Exercise details
Copy every line below that has the word "filename" in it.

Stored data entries
▼

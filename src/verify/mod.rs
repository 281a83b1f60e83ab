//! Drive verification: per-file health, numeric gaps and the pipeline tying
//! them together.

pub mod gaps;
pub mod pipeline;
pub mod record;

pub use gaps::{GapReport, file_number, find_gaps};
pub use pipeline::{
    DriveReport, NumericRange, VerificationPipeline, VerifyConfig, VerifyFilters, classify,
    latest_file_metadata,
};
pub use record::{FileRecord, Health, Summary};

▲
▼

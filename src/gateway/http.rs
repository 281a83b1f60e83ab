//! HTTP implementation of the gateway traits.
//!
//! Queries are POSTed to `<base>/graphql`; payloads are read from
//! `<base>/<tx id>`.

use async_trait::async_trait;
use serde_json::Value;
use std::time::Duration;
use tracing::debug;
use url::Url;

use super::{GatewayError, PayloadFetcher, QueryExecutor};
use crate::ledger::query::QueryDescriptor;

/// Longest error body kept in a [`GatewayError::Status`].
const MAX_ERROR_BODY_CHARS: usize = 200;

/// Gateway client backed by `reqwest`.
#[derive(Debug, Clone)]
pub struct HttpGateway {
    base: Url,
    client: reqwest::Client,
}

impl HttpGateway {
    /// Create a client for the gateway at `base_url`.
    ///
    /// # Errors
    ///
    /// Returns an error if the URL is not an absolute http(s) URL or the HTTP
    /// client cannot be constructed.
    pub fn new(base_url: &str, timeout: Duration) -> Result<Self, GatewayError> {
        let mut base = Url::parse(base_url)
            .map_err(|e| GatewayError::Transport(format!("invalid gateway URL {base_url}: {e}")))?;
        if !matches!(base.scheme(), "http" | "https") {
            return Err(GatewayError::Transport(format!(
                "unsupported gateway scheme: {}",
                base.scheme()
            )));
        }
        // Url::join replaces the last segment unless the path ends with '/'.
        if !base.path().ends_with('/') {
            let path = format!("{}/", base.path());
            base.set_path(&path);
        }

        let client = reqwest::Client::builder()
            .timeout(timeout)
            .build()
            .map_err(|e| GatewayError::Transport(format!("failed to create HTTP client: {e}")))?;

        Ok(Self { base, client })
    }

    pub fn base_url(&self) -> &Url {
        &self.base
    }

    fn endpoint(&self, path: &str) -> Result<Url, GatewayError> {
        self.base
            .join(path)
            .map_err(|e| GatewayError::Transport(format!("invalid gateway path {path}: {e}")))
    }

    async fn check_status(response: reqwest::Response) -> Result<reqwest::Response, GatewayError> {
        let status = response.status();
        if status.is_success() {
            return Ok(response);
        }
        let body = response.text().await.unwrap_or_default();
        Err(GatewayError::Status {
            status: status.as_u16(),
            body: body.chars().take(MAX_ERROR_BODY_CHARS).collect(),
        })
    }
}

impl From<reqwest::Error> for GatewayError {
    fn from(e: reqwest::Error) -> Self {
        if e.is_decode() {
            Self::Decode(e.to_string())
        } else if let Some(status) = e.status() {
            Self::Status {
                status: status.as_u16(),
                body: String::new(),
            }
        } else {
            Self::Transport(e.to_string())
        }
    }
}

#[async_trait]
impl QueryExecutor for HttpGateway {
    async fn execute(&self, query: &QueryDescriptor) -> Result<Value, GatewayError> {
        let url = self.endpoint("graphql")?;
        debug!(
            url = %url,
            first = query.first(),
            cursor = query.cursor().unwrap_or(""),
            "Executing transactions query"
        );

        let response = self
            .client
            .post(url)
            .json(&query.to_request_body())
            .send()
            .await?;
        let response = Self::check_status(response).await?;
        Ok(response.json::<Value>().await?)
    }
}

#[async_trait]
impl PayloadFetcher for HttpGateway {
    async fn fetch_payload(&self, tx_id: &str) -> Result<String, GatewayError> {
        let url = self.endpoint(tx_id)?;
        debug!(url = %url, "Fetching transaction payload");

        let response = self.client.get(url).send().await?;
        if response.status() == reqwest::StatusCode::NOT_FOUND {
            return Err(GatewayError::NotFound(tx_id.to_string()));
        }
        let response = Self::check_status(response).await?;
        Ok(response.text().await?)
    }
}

▲

Answer to this exercise
filename src/verify/mod.rs
filename src/gateway/http.rs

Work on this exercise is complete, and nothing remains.